39年前、福井市で中学3年の女子生徒が殺害され、殺人の罪で服役した前川彰司さんの再審=やり直しの裁判で、名古屋高裁金沢支部は無罪を言い渡しました。裁判長は有罪の根拠となった知人らの証言について「いずれも信用できない」と結論づけ、検察を厳しく非難しました。
【写真で見る】「心、空っぽというか。感極まっている」再審で無罪になった前川さん
39年前の中3殺害 再審無罪 前川さん「何でこんなに時間が」
事件から39年、悲願の判決が言い渡されました。
前川彰司さん(60)
「心、空っぽというか。感極まっている状態ですね」
1986年3月、福井市で中学3年の女子生徒が包丁で殺害され、事件の1年後に、当時21歳だった前川彰司さんが逮捕されました。
1審では無罪でしたが、2審で有罪判決となり、最高裁で懲役7年が確定。前川さんは服役しました。
有罪の根拠とされたのが、「事件後に血のついた前川さんを見た」などという知人らの証言です。
しかし、実際に証言した知人のひとりは、かつて、私たちの取材に対して...。
「前川さんを見た」と証言した知人
「あの時に、覚醒剤ちょっと扱っていて(警察から)そんなのを見逃してやるとか、そういうことは言われましたけど。おかしいなと思ったんですけど、これは取り引きみたいな感じで思いましたね」
服役後、再審=裁判のやり直しを求めた前川さん。
2024年10月、2度目の再審請求で名古屋高裁金沢支部が、裁判のやり直しを認めました。
そして迎えた、判決の日。
増田啓祐裁判長は「服に血がついた前川さんを見た」とする知人の証言について、「知人が自身の刑事事件の量刑を有利にするため、うその供述を行った可能性がある」としました。
その上で、裁判長は「捜査に行き詰まった捜査機関が、他の関係者に供述を誘導した疑いが払拭できない」とし、「有罪の決め手となった供述はいずれも信用できない」と結論づけました。

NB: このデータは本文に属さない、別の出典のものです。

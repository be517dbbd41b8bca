use derive_more::Display;
use log::{debug, info};
use nova::{ParseError, Poly, Symbols};
use nova::util::Error;
use nova_roots::{Interrupt, Interrupted, RootSolver};

use crate::{FractalRoots, ShaderParams, ShaderSource, UniformData};

/// The host's rendering backend. Owns all GPU state; receives only
/// text and plain data.
pub trait Renderer { 
    fn upload_program(&mut self, source: &ShaderSource);
    fn upload_uniforms(&mut self, data: &UniformData);
}

#[derive(Debug, Display)]
pub enum SceneError { 
    #[display("{_0}")]
    Parse(ParseError),
    #[display("{_0}")]
    Interrupted(Interrupted),
}

impl std::error::Error for SceneError {}

impl From<ParseError> for SceneError { 
    fn from(e: ParseError) -> Self {
        Self::Parse(e)
    }
}

impl From<Interrupted> for SceneError { 
    fn from(e: Interrupted) -> Self {
        Self::Interrupted(e)
    }
}

/// Current formula, symbols and shader parameters, and what the
/// renderer has not seen yet.
/// 
/// Setters validate their input before committing anything, so a
/// rejected formula leaves the previous polynomial active.
#[derive(Clone, Debug)]
pub struct Scene { 
    formula: String,
    symbols: Symbols,
    poly: Poly,
    roots: FractalRoots,
    params: ShaderParams,
    solver: RootSolver,
    formula_changed: bool,
    params_changed: bool,
}

impl Scene { 
    pub fn new(formula: &str, symbols: Symbols, params: ShaderParams) -> Result<Self, ParseError> { 
        Self::new_with(formula, symbols, params, RootSolver::default())
    }

    pub fn new_with(formula: &str, symbols: Symbols, params: ShaderParams, solver: RootSolver) -> Result<Self, ParseError> { 
        let poly = Poly::try_parse(formula, &symbols)?;
        let roots = FractalRoots::solve_with(&solver, &poly);
        Ok(Self::from_parts(formula, symbols, poly, roots, params, solver))
    }

    /// Same as [`Scene::new_with`], giving up once `stop` fires while
    /// solving.
    pub fn new_until<I>(formula: &str, symbols: Symbols, params: ShaderParams, solver: RootSolver, stop: &I) -> Result<Self, SceneError>
    where I: Interrupt + ?Sized { 
        let poly = Poly::try_parse(formula, &symbols)?;
        let roots = FractalRoots::solve_until(&solver, &poly, stop)?;
        Ok(Self::from_parts(formula, symbols, poly, roots, params, solver))
    }

    fn from_parts(formula: &str, symbols: Symbols, poly: Poly, roots: FractalRoots, params: ShaderParams, solver: RootSolver) -> Self { 
        Self { 
            formula: formula.to_string(),
            symbols,
            poly,
            roots,
            params,
            solver,
            formula_changed: true,
            params_changed: true,
        }
    }

    pub fn formula(&self) -> &str { 
        &self.formula
    }

    pub fn poly(&self) -> &Poly { 
        &self.poly
    }

    pub fn roots(&self) -> &FractalRoots { 
        &self.roots
    }

    pub fn params(&self) -> &ShaderParams { 
        &self.params
    }

    pub fn symbols(&self) -> &Symbols { 
        &self.symbols
    }

    pub fn set_formula(&mut self, formula: &str) -> Result<(), ParseError> { 
        let poly = Poly::try_parse(formula, &self.symbols)?;
        if !self.is_current(formula, &poly) { 
            let roots = FractalRoots::solve_with(&self.solver, &poly);
            self.commit(formula.to_string(), poly, roots);
        }
        Ok(())
    }

    /// Same as [`Scene::set_formula`], giving up once `stop` fires while
    /// solving. Nothing is committed when interrupted.
    pub fn set_formula_until<I>(&mut self, formula: &str, stop: &I) -> Result<(), SceneError>
    where I: Interrupt + ?Sized { 
        let poly = Poly::try_parse(formula, &self.symbols)?;
        if !self.is_current(formula, &poly) { 
            let roots = FractalRoots::solve_until(&self.solver, &poly, stop)?;
            self.commit(formula.to_string(), poly, roots);
        }
        Ok(())
    }

    pub fn set_symbol(&mut self, name: &str, value: f64) -> Result<(), ParseError> { 
        let (symbols, poly) = self.with_symbol(name, value)?;
        let formula = self.formula.clone();
        if !self.is_current(&formula, &poly) { 
            let roots = FractalRoots::solve_with(&self.solver, &poly);
            self.commit(formula, poly, roots);
        }
        self.symbols = symbols;
        Ok(())
    }

    /// Same as [`Scene::set_symbol`], giving up once `stop` fires while
    /// solving. Nothing is committed when interrupted.
    pub fn set_symbol_until<I>(&mut self, name: &str, value: f64, stop: &I) -> Result<(), SceneError>
    where I: Interrupt + ?Sized { 
        let (symbols, poly) = self.with_symbol(name, value)?;
        let formula = self.formula.clone();
        if !self.is_current(&formula, &poly) { 
            let roots = FractalRoots::solve_until(&self.solver, &poly, stop)?;
            self.commit(formula, poly, roots);
        }
        self.symbols = symbols;
        Ok(())
    }

    // Returns the updated table and the current formula re-parsed with it.
    fn with_symbol(&self, name: &str, value: f64) -> Result<(Symbols, Poly), ParseError> { 
        if !value.is_finite() { 
            return Err(ParseError::InvalidCoeff(name.to_string()))
        }

        let mut symbols = self.symbols.clone();
        symbols.insert(name.to_string(), value);

        let poly = Poly::try_parse(&self.formula, &symbols)?;
        Ok((symbols, poly))
    }

    pub fn set_params(&mut self, params: ShaderParams) { 
        if self.params != params { 
            debug!("params: {:?}", params);
            self.params = params;
            self.params_changed = true;
        }
    }

    fn is_current(&self, formula: &str, poly: &Poly) -> bool { 
        &self.poly == poly && self.formula == formula
    }

    fn commit(&mut self, formula: String, poly: Poly, roots: FractalRoots) { 
        debug!("formula: {formula}");

        self.roots = roots;
        self.formula = formula;
        self.poly = poly;
        self.formula_changed = true;
    }

    pub fn shader_source(&self) -> ShaderSource { 
        ShaderSource::new(&self.roots, &self.params)
    }

    pub fn uniforms(&self) -> Result<UniformData, Error> { 
        UniformData::from_roots(&self.roots)
    }

    /// Pushes pending changes to `renderer`.
    /// 
    /// With hardcoded roots every change needs a new program. Otherwise
    /// a formula change only needs new uniforms, and every program
    /// upload is followed by the uniforms it reads.
    pub fn sync<R>(&mut self, renderer: &mut R) -> Result<(), Error>
    where R: Renderer + ?Sized { 
        if !self.formula_changed && !self.params_changed { 
            return Ok(())
        }

        if self.params.hardcode { 
            info!("upload program (hardcoded roots).");
            renderer.upload_program(&self.shader_source());
        } else { 
            let data = self.uniforms()?;
            if self.params_changed { 
                info!("upload program.");
                renderer.upload_program(&self.shader_source());
            }
            debug!("upload uniforms.");
            renderer.upload_uniforms(&data);
        }

        self.formula_changed = false;
        self.params_changed = false;
        Ok(())
    }
}

#[cfg(test)]
mod tests {
    use nova::{symbols, Cpx};
    use crate::{AaQuality, ShadingMode};
    use super::*;

    #[derive(Clone, PartialEq, Debug)]
    enum Event { 
        Program(ShaderSource),
        Uniforms(UniformData),
    }

    #[derive(Default)]
    struct Recorder { 
        events: Vec<Event>
    }

    impl Recorder { 
        fn take(&mut self) -> Vec<Event> { 
            std::mem::take(&mut self.events)
        }
    }

    impl Renderer for Recorder { 
        fn upload_program(&mut self, source: &ShaderSource) { 
            self.events.push(Event::Program(source.clone()))
        }

        fn upload_uniforms(&mut self, data: &UniformData) { 
            self.events.push(Event::Uniforms(data.clone()))
        }
    }

    fn uniform_mode() -> ShaderParams { 
        ShaderParams { hardcode: false, ..Default::default() }
    }

    #[test]
    fn new() { 
        let s = Scene::new("z^3 - 1", Symbols::default(), ShaderParams::default()).unwrap();
        assert_eq!(s.formula(), "z^3 - 1");
        assert_eq!(s.poly().deg(), 3);
        assert_eq!(s.roots().poly.len(), 3);

        let e = Scene::new("z^", Symbols::default(), ShaderParams::default()).unwrap_err();
        assert_eq!(e, ParseError::InvalidExponent("z^".into()));
    }

    #[test]
    fn failed_formula_keeps_previous() { 
        let mut s = Scene::new("z^3 - 1", Symbols::default(), ShaderParams::default()).unwrap();
        let before = s.poly().clone();

        assert!(s.set_formula("z^3 - (1").is_err());
        assert_eq!(s.poly(), &before);
        assert_eq!(s.formula(), "z^3 - 1");

        assert!(s.set_formula("z^4 - 1").is_ok());
        assert_eq!(s.poly().deg(), 4);
        assert_eq!(s.roots().poly.len(), 4);
    }

    #[test]
    fn symbols() { 
        let mut s = Scene::new("A*z^2 + 1", symbols!{ "A" => 1.0 }, ShaderParams::default()).unwrap();
        
        s.set_symbol("A", 4.0).unwrap();
        assert_eq!(s.poly().lead_coeff(), Cpx::new(4.0, 0.0));
        assert_eq!(s.symbols().get("A"), Some(&4.0));

        assert!(s.set_formula("A*z^2 + B").is_err());
        s.set_symbol("B", 2.0).unwrap();
        s.set_formula("A*z^2 + B").unwrap();
        assert_eq!(s.poly().const_term(), Cpx::new(2.0, 0.0));
    }

    #[test]
    fn unused_symbol() { 
        let mut s = Scene::new("z^2 + 1", Symbols::default(), ShaderParams::default()).unwrap();
        let mut r = Recorder::default();
        s.sync(&mut r).unwrap();
        r.take();

        s.set_symbol("C", 3.0).unwrap();
        assert_eq!(s.symbols().len(), 1);

        s.sync(&mut r).unwrap();
        assert!(r.take().is_empty());
    }

    #[test]
    fn sync_hardcoded() { 
        let mut s = Scene::new("z^3 - 1", Symbols::default(), ShaderParams::default()).unwrap();
        let mut r = Recorder::default();

        s.sync(&mut r).unwrap();
        let ev = r.take();
        assert_eq!(ev.len(), 1);
        assert!(matches!(ev[0], Event::Program(_)));

        s.sync(&mut r).unwrap();
        assert!(r.take().is_empty());

        s.set_formula("z^4 - 1").unwrap();
        s.sync(&mut r).unwrap();
        let ev = r.take();
        assert_eq!(ev.len(), 1);
        assert!(matches!(&ev[0], Event::Program(src) if src.fragment.matches("r = cmul(r, z - vec2(").count() == 4 + 3));
    }

    #[test]
    fn sync_uniform() { 
        let mut s = Scene::new("z^3 - 1", Symbols::default(), uniform_mode()).unwrap();
        let mut r = Recorder::default();

        s.sync(&mut r).unwrap();
        let ev = r.take();
        assert_eq!(ev.len(), 2);
        assert!(matches!(ev[0], Event::Program(_)));
        assert!(matches!(ev[1], Event::Uniforms(_)));

        // formula change: uniforms only.
        s.set_formula("z^5 + 2").unwrap();
        s.sync(&mut r).unwrap();
        let ev = r.take();
        assert_eq!(ev.len(), 1);
        assert!(matches!(&ev[0], Event::Uniforms(u) if u.poly.count == 5 && u.deriv.count == 4));

        // params change: program, then uniforms again.
        s.set_params(ShaderParams { mode: ShadingMode::Negative, aa: AaQuality::X4, ..uniform_mode() });
        s.sync(&mut r).unwrap();
        let ev = r.take();
        assert_eq!(ev.len(), 2);
        assert!(matches!(&ev[0], Event::Program(src) if src.fragment.contains("return acc / 16.0;")));
        assert!(matches!(ev[1], Event::Uniforms(_)));
    }

    #[test]
    fn unchanged_params() { 
        let mut s = Scene::new("z^3 - 1", Symbols::default(), uniform_mode()).unwrap();
        let mut r = Recorder::default();
        s.sync(&mut r).unwrap();
        r.take();

        s.set_params(uniform_mode());
        s.set_formula("z^3 - 1").unwrap();
        s.sync(&mut r).unwrap();
        assert!(r.take().is_empty());
    }

    #[test]
    fn sync_overflow() { 
        let mut s = Scene::new("z^33 - 1", Symbols::default(), uniform_mode()).unwrap();
        let mut r = Recorder::default();

        assert!(s.sync(&mut r).is_err());
        assert!(r.take().is_empty());

        s.set_params(ShaderParams::default());
        assert!(s.sync(&mut r).is_ok());
        assert_eq!(r.take().len(), 1);
    }

    #[test]
    fn non_finite_symbol() { 
        let mut s = Scene::new("A*z - 1", symbols!{ "A" => 2.0 }, ShaderParams::default()).unwrap();
        let before = s.poly().clone();

        for v in [f64::NAN, f64::INFINITY, f64::NEG_INFINITY] { 
            let e = s.set_symbol("A", v).unwrap_err();
            assert_eq!(e, ParseError::InvalidCoeff("A".into()));
        }

        assert_eq!(s.poly(), &before);
        assert_eq!(s.symbols().get("A"), Some(&2.0));
        assert!(s.set_symbol("B", f64::NAN).is_err());
        assert!(s.symbols().get("B").is_none());

        assert!(Scene::new("A*z - 1", symbols!{ "A" => f64::NAN }, ShaderParams::default()).is_err());
    }

    #[test]
    fn interrupted_formula_keeps_previous() { 
        use std::sync::atomic::AtomicBool;

        let mut s = Scene::new("z^3 - 1", Symbols::default(), ShaderParams::default()).unwrap();
        let mut r = Recorder::default();
        s.sync(&mut r).unwrap();
        r.take();

        let stop = AtomicBool::new(true);
        let e = s.set_formula_until("z^4 - 1", &stop).unwrap_err();
        assert!(matches!(e, SceneError::Interrupted(_)));
        assert_eq!(s.formula(), "z^3 - 1");
        assert_eq!(s.roots().poly.len(), 3);

        let e = s.set_formula_until("z^4 - (1", &stop).unwrap_err();
        assert!(matches!(e, SceneError::Parse(_)));

        s.sync(&mut r).unwrap();
        assert!(r.take().is_empty());

        let go = AtomicBool::new(false);
        s.set_formula_until("z^4 - 1", &go).unwrap();
        assert_eq!(s.roots().poly.len(), 4);
    }

    #[test]
    fn interrupted_symbol_keeps_table() { 
        use std::sync::atomic::AtomicBool;

        let mut s = Scene::new("A*z^2 + 1", symbols!{ "A" => 1.0 }, ShaderParams::default()).unwrap();

        let e = s.set_symbol_until("A", 3.0, &AtomicBool::new(true)).unwrap_err();
        assert!(matches!(e, SceneError::Interrupted(_)));
        assert_eq!(s.symbols().get("A"), Some(&1.0));
        assert_eq!(s.poly().lead_coeff(), Cpx::new(1.0, 0.0));

        s.set_symbol_until("A", 3.0, &()).unwrap();
        assert_eq!(s.poly().lead_coeff(), Cpx::new(3.0, 0.0));
    }

    #[test]
    fn new_until() { 
        use std::sync::atomic::AtomicBool;
        use std::time::{Duration, Instant};

        let deadline = Instant::now() + Duration::from_secs(60);
        let s = Scene::new_until("z^3 - 1", Symbols::default(), ShaderParams::default(), RootSolver::default(), &deadline).unwrap();
        assert_eq!(s.roots().poly.len(), 3);

        let e = Scene::new_until("z^3 - 1", Symbols::default(), ShaderParams::default(), RootSolver::default(), &AtomicBool::new(true)).unwrap_err();
        assert!(e.to_string().starts_with("root search interrupted"));
    }
}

さらに検察が、証言の誤りを認識しながら裁判で明らかにしなかったことは「不誠実で、罪深い不正と言わざるを得ず、到底容認できない」と厳しく非難しました。
最後に、裁判長は...
増田啓祐裁判長
「前川さんのかけがえのない長い時間を、服役という形で過ごさせたのは取り返しのつかないこと。大変申し訳ありませんでした。これからの前川さんに、幸多からんことを心から願っています」
前川彰司さん
「何でこんなに時間がかかったのかなという思いはありますけれども、きょうの裁判長の一言は、熱いものがこみ上げてきた。これからの人生で前向きに歩んでいきたい」
検察側が、8月1日までに上告しなければ、前川さんは事件発生から39年を経て、無罪が確定することになります。